И не то чтобы чиновниками двигала какая-то особенная жажда получить в бюджет много денег. Всего российские частные заемщики выпустили обращающихся сейчас на рынке облигаций на $116 млрд. Крупнейшие из них — госкомпании: кроме «Транснефти» это РЖД, Сбербанк, «Газпром», Россельхозбанк, «Лукойл», «Роснефть», «Газпромнефть» и т.д. Всего налог, по расчетам Натальи Орловой и Дмитрия Долгина из «Альфа-банка», может принести бюджету около $1,5 млрд, из которых половина придется на пять крупнейших заемщиков (см. Таблицу). И даже если налоговики выставят претензии за все три последних года, бюджет получит $4-5 млрд.
Особенную радость по поводу налогового казуса испытывает Сбербанк, который как раз сейчас проводит road show своих евробондов. «Это беспрецедентная история, когда в течение многих лет существует рынок, на котором вдруг регулятор решил, что неправильно устанавливал правила налогообложения», — цитируют «Ведомости» возмущенного зампреда Беллу Златкис.
Запоздалое извинение
Разразившийся скандал — шутка ли, за мгновение разрушается $116-миллиардный рынок заимствований — вынудил чиновников пересмотреть позицию. Но сделали они это очень неуклюже — так, что лучше бы не делали.
Минфин пообещал, что налог будет отменен. Но за прежние периоды все равно могут быть выставлены претензии, написал Минфин, не пожелавший дать подведомственной ему ФНС четкое указание не требовать этих денег. Ситуация сложная, признает Шаталов, но от своей трактовки законодательства не отказывается. Хотя даже его коллега, замминистра Сергей Сторчак, с письмом не согласен. (В качестве уступки Минфин в официальном сообщении добавил, что эмитенты смогут получить по этим налоговым обязательствам беспроцентную рассрочку).
Впрочем, говорит чиновник Минфина, письмо о процентных выплатах может быть отозвано: у чиновников нет большого желания взимать этот налог, тем более «ни с того ни с сего». Но пока этого не сделано.
Макроэкономически в «налоге на евробонды» ничего страшного нет.
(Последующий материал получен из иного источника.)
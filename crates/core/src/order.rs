//! The order document and its sub-records.
//!
//! An [`Order`] is created once by checkout (here: [`NewOrder::place`]) and is
//! afterwards only changed by [`crate::lifecycle`] and [`crate::cancellation`].
//! Customer details, line items and the total are fixed at placement.

use chrono::{DateTime, Utc};
use serde::{Deserialize, Serialize};

use crate::error::OrderError;
use crate::types::{CancellationStatus, OrderId, OrderStatus, PaymentStatus, Price};

/// Customer contact details captured at checkout.
#[derive(Debug, Clone, PartialEq, Eq, Serialize, Deserialize)]
pub struct Customer {
    pub name: String,
    pub mobile: String,
    pub address: String,
}

/// A single product line on an order.
#[derive(Debug, Clone, PartialEq, Eq, Serialize, Deserialize)]
pub struct LineItem {
    pub name: String,
    pub quantity: u32,
    pub price: Price,
}

impl LineItem {
    /// `price × quantity`.
    #[must_use]
    pub fn subtotal(&self) -> Price {
        self.price.times(self.quantity)
    }
}

/// A customer's request to cancel the order.
#[derive(Debug, Clone, PartialEq, Eq, Serialize, Deserialize)]
#[serde(rename_all = "camelCase")]
pub struct CancellationRequest {
    pub requested: bool,
    pub status: CancellationStatus,
    #[serde(default, skip_serializing_if = "Option::is_none")]
    pub reason: Option<String>,
    pub requested_at: DateTime<Utc>,
}

impl CancellationRequest {
    /// Whether the request is open and waiting for an admin decision.
    #[must_use]
    pub fn is_pending(&self) -> bool {
        self.requested && self.status == CancellationStatus::Pending
    }
}

/// Fulfillment milestones that carry a timestamp.
#[derive(Debug, Clone, Copy, PartialEq, Eq, Hash)]
pub enum Milestone {
    Packed,
    Shipped,
    Delivered,
}

impl Milestone {
    /// The milestone stamped when an order enters `status`, if any.
    #[must_use]
    pub const fn for_status(status: OrderStatus) -> Option<Self> {
        match status {
            OrderStatus::Packed => Some(Self::Packed),
            OrderStatus::Shipped => Some(Self::Shipped),
            OrderStatus::Delivered => Some(Self::Delivered),
            _ => None,
        }
    }
}

/// Milestone timestamps, set as the order moves forward.
#[derive(Debug, Clone, Copy, PartialEq, Eq, Default, Serialize, Deserialize)]
#[serde(rename_all = "camelCase")]
pub struct MilestoneDates {
    #[serde(default, skip_serializing_if = "Option::is_none")]
    pub packed_date: Option<DateTime<Utc>>,
    #[serde(default, skip_serializing_if = "Option::is_none")]
    pub shipped_date: Option<DateTime<Utc>>,
    #[serde(default, skip_serializing_if = "Option::is_none")]
    pub delivered_date: Option<DateTime<Utc>>,
}

impl MilestoneDates {
    #[must_use]
    pub const fn get(&self, milestone: Milestone) -> Option<DateTime<Utc>> {
        match milestone {
            Milestone::Packed => self.packed_date,
            Milestone::Shipped => self.shipped_date,
            Milestone::Delivered => self.delivered_date,
        }
    }

    /// Latest timestamp recorded for any milestone.
    #[must_use]
    pub fn latest(&self) -> Option<DateTime<Utc>> {
        [self.packed_date, self.shipped_date, self.delivered_date]
            .into_iter()
            .flatten()
            .max()
    }

    /// Record `milestone` at `at`, never earlier than a milestone already set.
    ///
    /// Returns the timestamp actually stored.
    pub fn stamp(&mut self, milestone: Milestone, at: DateTime<Utc>) -> DateTime<Utc> {
        let at = self.latest().map_or(at, |previous| previous.max(at));
        let slot = match milestone {
            Milestone::Packed => &mut self.packed_date,
            Milestone::Shipped => &mut self.shipped_date,
            Milestone::Delivered => &mut self.delivered_date,
        };
        *slot = Some(at);
        at
    }
}

/// The fields a conditional store update is keyed on.
///
/// Every mutation is written as "update this order if it is still in the
/// state I validated against", so two racing decisions cannot both apply.
/// `requested_at` tells a reopened request apart from the one that was read,
/// even when the status pair has come back to the same values.
#[derive(Debug, Clone, Copy, PartialEq, Eq)]
pub struct StateGuard {
    pub status: OrderStatus,
    pub cancellation: Option<CancellationStatus>,
    pub requested_at: Option<DateTime<Utc>>,
}

/// A customer purchase tracked through fulfillment.
#[derive(Debug, Clone, PartialEq, Eq, Serialize, Deserialize)]
#[serde(rename_all = "camelCase")]
pub struct Order {
    pub order_id: OrderId,
    pub status: OrderStatus,
    pub customer: Customer,
    pub products: Vec<LineItem>,
    pub total_amount: Price,
    #[serde(default, skip_serializing_if = "Option::is_none")]
    pub payment_id: Option<String>,
    #[serde(default)]
    pub payment_status: PaymentStatus,
    #[serde(default, skip_serializing_if = "Option::is_none")]
    pub cancellation_request: Option<CancellationRequest>,
    #[serde(default)]
    pub dates: MilestoneDates,
    pub created_at: DateTime<Utc>,
    pub updated_at: DateTime<Utc>,
}

impl Order {
    /// Sum of `price × quantity` over the line items.
    #[must_use]
    pub fn computed_total(&self) -> Price {
        self.products.iter().map(LineItem::subtotal).sum()
    }

    /// Whether `total_amount` matches the line items.
    #[must_use]
    pub fn has_consistent_total(&self) -> bool {
        self.computed_total() == self.total_amount
    }

    /// The open cancellation request, if there is one.
    #[must_use]
    pub fn pending_cancellation(&self) -> Option<&CancellationRequest> {
        self.cancellation_request
            .as_ref()
            .filter(|request| request.is_pending())
    }

    /// Current values of the fields a conditional update is keyed on.
    #[must_use]
    pub fn guard(&self) -> StateGuard {
        let request = self.cancellation_request.as_ref();
        StateGuard {
            status: self.status,
            cancellation: request.map(|r| r.status),
            requested_at: request.map(|r| r.requested_at),
        }
    }
}

/// Checkout input for a new order.
#[derive(Debug, Clone, Serialize, Deserialize)]
#[serde(rename_all = "camelCase")]
pub struct NewOrder {
    pub order_id: OrderId,
    pub customer: Customer,
    pub products: Vec<LineItem>,
    #[serde(default)]
    pub payment_id: Option<String>,
    #[serde(default)]
    pub payment_status: PaymentStatus,
}

impl NewOrder {
    /// Validate the checkout input and build a `placed` order.
    ///
    /// The total is derived from the line items here and nowhere else.
    ///
    /// # Errors
    ///
    /// Returns [`OrderError::Validation`] for an empty order id, a missing
    /// customer mobile, no line items, a zero quantity or a negative price.
    pub fn place(self, now: DateTime<Utc>) -> Result<Order, OrderError> {
        if self.order_id.as_str().trim().is_empty() {
            return Err(OrderError::validation("order id must not be empty"));
        }
        if self.customer.mobile.trim().is_empty() {
            return Err(OrderError::validation("customer mobile must not be empty"));
        }
        if self.products.is_empty() {
            return Err(OrderError::validation("order must contain at least one product"));
        }
        for item in &self.products {
            if item.quantity == 0 {
                return Err(OrderError::validation(format!(
                    "product {:?} has zero quantity",
                    item.name
                )));
            }
            if item.price.is_negative() {
                return Err(OrderError::validation(format!(
                    "product {:?} has a negative price",
                    item.name
                )));
            }
        }

        let total_amount = self.products.iter().map(LineItem::subtotal).sum();

        Ok(Order {
            order_id: self.order_id,
            status: OrderStatus::Placed,
            customer: self.customer,
            products: self.products,
            total_amount,
            payment_id: self.payment_id.filter(|id| !id.trim().is_empty()),
            payment_status: self.payment_status,
            cancellation_request: None,
            dates: MilestoneDates::default(),
            created_at: now,
            updated_at: now,
        })
    }
}

#[cfg(test)]
pub(crate) mod fixtures {
    use super::*;

    pub fn customer(mobile: &str) -> Customer {
        Customer {
            name: "Asha Verma".to_string(),
            mobile: mobile.to_string(),
            address: "12 MG Road, Pune".to_string(),
        }
    }

    pub fn item(name: &str, quantity: u32, rupees: i64) -> LineItem {
        LineItem {
            name: name.to_string(),
            quantity,
            price: Price::from_rupees(rupees),
        }
    }

    /// A placed order for Rs 500 created at `now`.
    pub fn placed(order_id: &str, now: DateTime<Utc>) -> Order {
        NewOrder {
            order_id: OrderId::new(order_id),
            customer: customer("9876543210"),
            products: vec![item("Tea", 2, 150), item("Mug", 1, 200)],
            payment_id: Some(format!("pay_{order_id}")),
            payment_status: PaymentStatus::Success,
        }
        .place(now)
        .unwrap_or_else(|e| panic!("fixture order is valid: {e}"))
    }

    pub fn with_status(mut order: Order, status: OrderStatus) -> Order {
        order.status = status;
        order
    }

    pub fn with_request(mut order: Order, status: CancellationStatus) -> Order {
        order.cancellation_request = Some(CancellationRequest {
            requested: true,
            status,
            reason: Some("ordered by mistake".to_string()),
            requested_at: order.created_at,
        });
        order
    }
}

#[cfg(test)]
#[allow(clippy::unwrap_used)]
mod tests {
    use chrono::Duration;

    use super::fixtures::*;
    use super::*;

    #[test]
    fn place_derives_total_from_line_items() {
        let order = placed("ORD-1", Utc::now());
        assert_eq!(order.status, OrderStatus::Placed);
        assert_eq!(order.total_amount, Price::from_rupees(500));
        assert!(order.has_consistent_total());
        assert!(order.cancellation_request.is_none());
    }

    #[test]
    fn place_rejects_empty_products() {
        let result = NewOrder {
            order_id: OrderId::new("ORD-2"),
            customer: customer("9876543210"),
            products: vec![],
            payment_id: None,
            payment_status: PaymentStatus::Pending,
        }
        .place(Utc::now());
        assert!(matches!(result, Err(OrderError::Validation(_))));
    }

    #[test]
    fn place_rejects_zero_quantity() {
        let result = NewOrder {
            order_id: OrderId::new("ORD-3"),
            customer: customer("9876543210"),
            products: vec![item("Tea", 0, 150)],
            payment_id: None,
            payment_status: PaymentStatus::Pending,
        }
        .place(Utc::now());
        assert!(matches!(result, Err(OrderError::Validation(_))));
    }

    #[test]
    fn stamp_never_goes_backwards() {
        let now = Utc::now();
        let mut dates = MilestoneDates::default();
        dates.stamp(Milestone::Packed, now);

        let stored = dates.stamp(Milestone::Shipped, now - Duration::hours(1));
        assert_eq!(stored, now);
        assert!(dates.shipped_date.unwrap() >= dates.packed_date.unwrap());
    }

    #[test]
    fn pending_cancellation_requires_requested_flag() {
        let mut order = with_request(placed("ORD-4", Utc::now()), CancellationStatus::Pending);
        assert!(order.pending_cancellation().is_some());

        if let Some(request) = order.cancellation_request.as_mut() {
            request.requested = false;
        }
        assert!(order.pending_cancellation().is_none());
    }

    #[test]
    fn order_serializes_with_camel_case_fields() {
        let order = placed("ORD-5", Utc::now());
        let json = serde_json::to_value(&order).unwrap();
        assert_eq!(json["orderId"], "ORD-5");
        assert_eq!(json["status"], "placed");
        assert_eq!(json["paymentStatus"], "success");
        assert!(json.get("cancellationRequest").is_none());
    }
}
Когда Бразилия в 2009 году хотела ослабить приток капитала в страну, она ввела специальный сбор с привлекаемых в страну займов. Аналогичные меры действуют в Китае, Гонконге, других развивающихся страны. Но в России, мягко говоря, нет проблемы избытка притока капитала. И аналогичные налоги вводились не случайно, а специально, причем исходя из монетарных, а не фискальных соображений.
Налоговая проблема с евробондами была всегда, и рано или поздно «должно было рвануть», считает Вахитов. Налоговики пытались выставить претензии эмитентам и в 2010 году, но до суда дела не доходили. Дело в двойной природе SPV. Например, партнер Taxadvisor Дмитрий Костальгин сейчас защищает один российский банк, который компенсировал своему SPV расходы на аудит, юристов и т.п., вычитая их из прибыли. Налоговики в данном случае решили руководствоваться противоположной логикой: SPV — третье, самостоятельное лицо, поэтому российский банк не может принимать его расходы к вычету из своей базы налога на прибыль.
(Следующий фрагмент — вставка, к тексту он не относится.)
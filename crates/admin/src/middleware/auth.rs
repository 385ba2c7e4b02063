//! Authentication extractors for admin.
//!
//! Every route under `/api` except login is JSON-only, so rejections are
//! [`AppError`] bodies rather than redirects.

use axum::{extract::FromRequestParts, http::request::Parts};
use tower_sessions::Session;

use crate::error::AppError;
use crate::models::{CurrentAdmin, session_keys};

/// Extractor that requires admin authentication.
///
/// # Example
///
/// ```rust,ignore
/// async fn protected_handler(
///     RequireAdminAuth(admin): RequireAdminAuth,
/// ) -> impl IntoResponse {
///     format!("Hello, {}!", admin.username)
/// }
/// ```
pub struct RequireAdminAuth(pub CurrentAdmin);

impl<S> FromRequestParts<S> for RequireAdminAuth
where
    S: Send + Sync,
{
    type Rejection = AppError;

    async fn from_request_parts(parts: &mut Parts, _state: &S) -> Result<Self, Self::Rejection> {
        current_admin(parts).await.map(Self)
    }
}

/// Extractor that requires super admin authentication.
///
/// 401 if not logged in, 403 if logged in without the super admin role.
pub struct RequireSuperAdmin(pub CurrentAdmin);

impl<S> FromRequestParts<S> for RequireSuperAdmin
where
    S: Send + Sync,
{
    type Rejection = AppError;

    async fn from_request_parts(parts: &mut Parts, _state: &S) -> Result<Self, Self::Rejection> {
        let admin = current_admin(parts).await?;
        if !admin.is_super_admin() {
            tracing::warn!(username = %admin.username, "super admin route refused");
            return Err(AppError::Forbidden(
                "Only super admins can access this resource".to_string(),
            ));
        }
        Ok(Self(admin))
    }
}

async fn current_admin(parts: &Parts) -> Result<CurrentAdmin, AppError> {
    // Set by SessionManagerLayer
    let session = parts
        .extensions
        .get::<Session>()
        .ok_or_else(|| AppError::Internal("session layer missing".to_string()))?;

    session
        .get::<CurrentAdmin>(session_keys::CURRENT_ADMIN)
        .await
        .map_err(|e| AppError::Internal(format!("session read failed: {e}")))?
        .ok_or_else(|| AppError::Unauthorized("Not logged in".to_string()))
}

/// Helper to set the current admin in the session.
///
/// Cycles the session id first so a pre-login cookie cannot be fixated.
///
/// # Errors
///
/// Returns an error if the session cannot be modified.
pub async fn set_current_admin(
    session: &Session,
    admin: &CurrentAdmin,
) -> Result<(), tower_sessions::session::Error> {
    session.cycle_id().await?;
    session.insert(session_keys::CURRENT_ADMIN, admin).await
}

/// Helper to clear the session on logout.
///
/// # Errors
///
/// Returns an error if the session cannot be modified.
pub async fn clear_current_admin(session: &Session) -> Result<(), tower_sessions::session::Error> {
    session.flush().await
}
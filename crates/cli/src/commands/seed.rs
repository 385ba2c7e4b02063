//! Seed the database with demo data for local development.
//!
//! Orders are backdated across the last month and then walked through the
//! real order service, so milestone dates and refunds look like production
//! data. Re-running skips orders that already exist.

use std::sync::Arc;

use chrono::{Duration, Utc};
use rust_decimal::Decimal;
use tracing::{info, warn};

use shopdesk_admin::db::{PgCompanyStore, PgOrderStore, PgProductStore, RepositoryError};
use shopdesk_admin::services::{OrderService, OrderServiceError};
use shopdesk_core::{
    CompanyDetails, Customer, LineItem, NewOrder, OrderId, OrderStatus, PaymentStatus, Price,
    RevenuePolicy,
};

use super::connect;

const CUSTOMERS: [(&str, &str, &str); 5] = [
    ("Asha Verma", "9876543210", "12 MG Road, Pune"),
    ("Ravi Kumar", "9988776655", "4 Park Street, Kolkata"),
    ("Meera Iyer", "9123456780", "7 Anna Salai, Chennai"),
    ("Kabir Singh", "9811122233", "21 Sector 17, Chandigarh"),
    ("Farah Khan", "9090909090", "3 Linking Road, Mumbai"),
];

const CATALOGUE: [(&str, i64); 8] = [
    ("Assam Tea 250g", 240),
    ("Ceramic Mug", 350),
    ("Cotton Saree", 1800),
    ("Brass Diya", 420),
    ("Jute Tote", 299),
    ("Spice Box", 950),
    ("Copper Bottle", 780),
    ("Handloom Shawl", 2200),
];

/// Where each seeded order ends up.
const OUTCOMES: [Outcome; 8] = [
    Outcome::Advance(0),
    Outcome::Advance(1),
    Outcome::Advance(2),
    Outcome::Advance(3),
    Outcome::Advance(4),
    Outcome::Cancelled,
    Outcome::PendingRequest,
    Outcome::Refunded,
];

#[derive(Clone, Copy)]
enum Outcome {
    /// Number of forward lifecycle steps from `placed`.
    Advance(usize),
    Cancelled,
    PendingRequest,
    Refunded,
}

const FORWARD: [OrderStatus; 4] = [
    OrderStatus::Confirmed,
    OrderStatus::Packed,
    OrderStatus::Shipped,
    OrderStatus::Delivered,
];

/// Insert demo products, company details and orders.
///
/// # Errors
///
/// Returns an error if the database is unreachable or a write fails for a
/// reason other than the row already existing.
pub async fn demo_data(orders: u32, products: u32) -> Result<(), Box<dyn std::error::Error>> {
    let pool = connect().await?;

    for (name, rupees) in CATALOGUE.iter().cycle().take(products as usize) {
        sqlx::query("INSERT INTO products (name, price) VALUES ($1, $2)")
            .bind(name)
            .bind(Decimal::from(*rupees))
            .execute(&pool)
            .await?;
    }
    info!(products, "Seeded products");

    let order_store = Arc::new(PgOrderStore::new(pool.clone()));
    let service = OrderService::new(
        order_store.clone(),
        Arc::new(PgProductStore::new(pool.clone())),
        Arc::new(PgCompanyStore::new(pool)),
        RevenuePolicy::default(),
    );

    service
        .update_company(CompanyDetails {
            name: "Shopdesk Demo Traders".to_string(),
            address: "221 Residency Road, Bengaluru".to_string(),
            mobile: "8041234567".to_string(),
            gst_number: "29abcde1234f1z5".to_string(),
        })
        .await?;

    let now = Utc::now();
    let mut created = 0_u32;
    for i in 0..orders {
        let new_order = demo_order(i);
        let order_id = new_order.order_id.clone();
        let placed = new_order.place(now - Duration::days(i64::from(i % 30)))?;

        match shopdesk_admin::db::OrderStore::insert(order_store.as_ref(), &placed).await {
            Ok(()) => {}
            Err(RepositoryError::Conflict(_)) => {
                warn!(%order_id, "order exists, skipping");
                continue;
            }
            Err(e) => return Err(e.into()),
        }

        let outcome = OUTCOMES
            .get(i as usize % OUTCOMES.len())
            .copied()
            .unwrap_or(Outcome::Advance(0));
        walk(&service, &order_id, outcome).await?;
        created += 1;
    }

    info!(created, "Seeded orders");
    Ok(())
}

fn demo_order(i: u32) -> NewOrder {
    let idx = i as usize;
    let (name, mobile, address) = CUSTOMERS
        .get(idx % CUSTOMERS.len())
        .copied()
        .unwrap_or(CUSTOMERS[0]);

    let products = (0..=(idx % 3))
        .filter_map(|offset| CATALOGUE.get((idx + offset * 3) % CATALOGUE.len()))
        .map(|(product, rupees)| LineItem {
            name: (*product).to_string(),
            quantity: i % 2 + 1,
            price: Price::from_rupees(*rupees),
        })
        .collect();

    // Every fourth order is cash on delivery.
    let payment_id = (i % 4 != 0).then(|| format!("pay_demo{:06}", 500 + i));

    NewOrder {
        order_id: OrderId::new(format!("ORD-{:05}", 1001 + i)),
        customer: Customer {
            name: name.to_string(),
            mobile: mobile.to_string(),
            address: address.to_string(),
        },
        products,
        payment_id,
        payment_status: PaymentStatus::Success,
    }
}

async fn walk(
    service: &OrderService,
    order_id: &OrderId,
    outcome: Outcome,
) -> Result<(), OrderServiceError> {
    match outcome {
        Outcome::Advance(steps) => {
            for status in FORWARD.iter().take(steps) {
                service.update_order_status(order_id, *status).await?;
            }
        }
        Outcome::Cancelled => {
            service
                .update_order_status(order_id, OrderStatus::Confirmed)
                .await?;
            service
                .update_order_status(order_id, OrderStatus::Cancelled)
                .await?;
        }
        Outcome::PendingRequest => {
            service
                .request_cancellation(order_id, Some("Ordered the wrong size".to_string()))
                .await?;
        }
        Outcome::Refunded => {
            service
                .update_order_status(order_id, OrderStatus::Confirmed)
                .await?;
            service
                .request_cancellation(order_id, Some("Found it cheaper locally".to_string()))
                .await?;
            service.approve_cancellation(order_id).await?;
        }
    }
    Ok(())
}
Получается, в том деле SPV достаточно самостоятелен, чтобы его расходы не уменьшали налога на прибыль. А в нашей истории он, наоборот, недостаточно самостоятелен, чтобы быть «фактическим получателем процентных доходов». Закон что дышло.
Из сложившейся ситуации есть два выхода, говорит начальник департамента налоговой и таможенно-тарифной политики Минфина Илья Трунин. Первый — договориться с партнерами по налоговым соглашениям, что раз в случае облигаций нельзя установить фактического получателя дохода, то SPV можно считать исполняющими самостоятельные бизнес-функции. Минфин начал переговоры об этом с Ирландией и Люксембургом. Второй вариант — по примеру Великобритании освободить проценты по евробондам от «налога у источника», отмечает Трунин. Но для этого надо придумать, как определить евробонды в налоговом законодательстве.
А пока в министерстве думают, как сохранить хорошую мину при плохой игре, судьба нескольких миллиардов долларов — и рынка еврооблигаций — остается невыясненной. Добро пожаловать в Международный финансовый центр.